The largest unknown is antitrust approval, investors and analysts said. Aetna and Humana are the third- and fourth-biggest U.S. health insurers by revenue, and together would have about a million more Medicare subscribers than their next-closest competitor. Sterne Agee CRT analysts said regulators could require Aetna to sell around 575,000 Medicare Advantage customers, equating to $6 billion in revenue.

Time, the enemy of M&A wagers, is a factor, too. The deal isn't expected to close until late next year, tying up investors' money.

Threatening to muddy the regulatory picture is the mating dance under way between Anthem Inc. and Cigna Corp., the second- and fifth-largest insurers by revenue. The pair rekindled talks after Cigna rejected a public, $184-a-share bid from Anthem last month, a deal that, when paired with Aetna-Humana, would whittle the five largest insurers to three.

Aetna and Humana hoped to gain an edge with regulators by moving first, though Aetna Chief Executive Mark Bertolini said Monday the Aetna-Humana combination "could be bundled together" with other insurance mergers for antitrust review.

Aetna and Humana say their tie-up will enable them to offer more choices and pass the savings wrung from their combination onto customers. Mr. Bertolini said the antitrust risk is manageable--a view echoed by several analysts Monday--and that Aetna "took a conservative view" of potential divestitures that regulators might seek and baked those projections into its deal price.

Concerns lurk, too, in the frenzied merger talks among the top five insurers that preceded the holiday-weekend announcement. UnitedHealth Group Inc., the largest health insurer by revenue, had earlier approached Aetna about a takeover, and could still play spoiler because Aetna's shareholders must approve the Humana deal.

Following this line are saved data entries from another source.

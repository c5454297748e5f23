//! Repository for the `subject_change_requests` and `subject_change_items`
//! tables.

use registra_core::types::DbId;
use sqlx::{PgConnection, PgPool};

use crate::models::subject_change::{
    SubjectChangeItem, SubjectChangeItemInput, SubjectChangeRequest,
};

const COLUMNS: &str =
    "id, student_id, status, remarks, decided_by_id, created_at, updated_at";

const ITEM_COLUMNS: &str = "id, request_id, subject_id, action";

/// Provides operations for subject-change requests.
pub struct SubjectChangeRepo;

impl SubjectChangeRepo {
    /// Insert a request together with its add/drop items, in one transaction.
    pub async fn create_with_items(
        pool: &PgPool,
        student_id: DbId,
        items: &[SubjectChangeItemInput],
    ) -> Result<SubjectChangeRequest, sqlx::Error> {
        let mut tx = pool.begin().await?;

        let query = format!(
            "INSERT INTO subject_change_requests (student_id)
             VALUES ($1)
             RETURNING {COLUMNS}"
        );
        let request = sqlx::query_as::<_, SubjectChangeRequest>(&query)
            .bind(student_id)
            .fetch_one(&mut *tx)
            .await?;

        for item in items {
            sqlx::query(
                "INSERT INTO subject_change_items (request_id, subject_id, action)
                 VALUES ($1, $2, $3)",
            )
            .bind(request.id)
            .bind(item.subject_id)
            .bind(&item.action)
            .execute(&mut *tx)
            .await?;
        }

        tx.commit().await?;
        Ok(request)
    }

    /// Find a request by primary key.
    pub async fn find_by_id(
        pool: &PgPool,
        id: DbId,
    ) -> Result<Option<SubjectChangeRequest>, sqlx::Error> {
        let query = format!("SELECT {COLUMNS} FROM subject_change_requests WHERE id = $1");
        sqlx::query_as::<_, SubjectChangeRequest>(&query)
            .bind(id)
            .fetch_optional(pool)
            .await
    }

    /// List requests, optionally filtered by student, newest first.
    pub async fn list(
        pool: &PgPool,
        student_id: Option<DbId>,
    ) -> Result<Vec<SubjectChangeRequest>, sqlx::Error> {
        let query = format!(
            "SELECT {COLUMNS} FROM subject_change_requests
             WHERE ($1::bigint IS NULL OR student_id = $1)
             ORDER BY created_at DESC"
        );
        sqlx::query_as::<_, SubjectChangeRequest>(&query)
            .bind(student_id)
            .fetch_all(pool)
            .await
    }

    /// List the add/drop items of a request.
    pub async fn list_items(
        pool: &PgPool,
        request_id: DbId,
    ) -> Result<Vec<SubjectChangeItem>, sqlx::Error> {
        let query = format!(
            "SELECT {ITEM_COLUMNS} FROM subject_change_items
             WHERE request_id = $1
             ORDER BY id ASC"
        );
        sqlx::query_as::<_, SubjectChangeItem>(&query)
            .bind(request_id)
            .fetch_all(pool)
            .await
    }

    /// List items inside the decision transaction.
    pub async fn list_items_tx(
        conn: &mut PgConnection,
        request_id: DbId,
    ) -> Result<Vec<SubjectChangeItem>, sqlx::Error> {
        let query = format!(
            "SELECT {ITEM_COLUMNS} FROM subject_change_items
             WHERE request_id = $1
             ORDER BY id ASC"
        );
        sqlx::query_as::<_, SubjectChangeItem>(&query)
            .bind(request_id)
            .fetch_all(conn)
            .await
    }

    /// Whether the student already has a request in a non-terminal state.
    pub async fn has_pending_for_student(
        pool: &PgPool,
        student_id: DbId,
    ) -> Result<bool, sqlx::Error> {
        let row: (bool,) = sqlx::query_as(
            "SELECT EXISTS(
                SELECT 1 FROM subject_change_requests
                WHERE student_id = $1
                  AND status IN ('pending_program_head', 'pending_cashier')
             )",
        )
        .bind(student_id)
        .fetch_one(pool)
        .await?;
        Ok(row.0)
    }

    /// Lock a request row for the duration of a decision transaction.
    pub async fn find_by_id_for_update(
        conn: &mut PgConnection,
        id: DbId,
    ) -> Result<Option<SubjectChangeRequest>, sqlx::Error> {
        let query =
            format!("SELECT {COLUMNS} FROM subject_change_requests WHERE id = $1 FOR UPDATE");
        sqlx::query_as::<_, SubjectChangeRequest>(&query)
            .bind(id)
            .fetch_optional(conn)
            .await
    }

    /// Write a decision's status, remarks, and actor inside its transaction.
    pub async fn update_decision(
        conn: &mut PgConnection,
        id: DbId,
        status: &str,
        remarks: Option<&str>,
        decided_by_id: DbId,
    ) -> Result<SubjectChangeRequest, sqlx::Error> {
        let query = format!(
            "UPDATE subject_change_requests SET
                status = $2,
                remarks = COALESCE($3, remarks),
                decided_by_id = $4,
                updated_at = now()
             WHERE id = $1
             RETURNING {COLUMNS}"
        );
        sqlx::query_as::<_, SubjectChangeRequest>(&query)
            .bind(id)
            .bind(status)
            .bind(remarks)
            .bind(decided_by_id)
            .fetch_one(conn)
            .await
    }
}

If Humana were to end up deal-less, its business forecast Monday wasn't reassuring. It lowered its 2015 earnings guidance to $7.75 a share, down from a range of $8.50 to $9 a share, attributing the downgrade largely to higher than expected hospital admissions among its Medicare members.

"If the deal falls apart, then the market really looks at Humana and says, 'what are its earnings capabilities over the next few years and what are the macro risks with Medicare Advantage?'" Thomas Carroll, an analyst with Stifel Financial Corp., said in an interview. "You would see the stock push back."

Aetna Chief Financial Officer Shawn Guertin said the company had included an "appropriate level of conservatism around Humana's future financial performance" in its financial projections for the deal. Aetna is going on the road this week to press the deal's merits, meeting with investors in New York on Tuesday and Boston Wednesday, according to people familiar with the matter.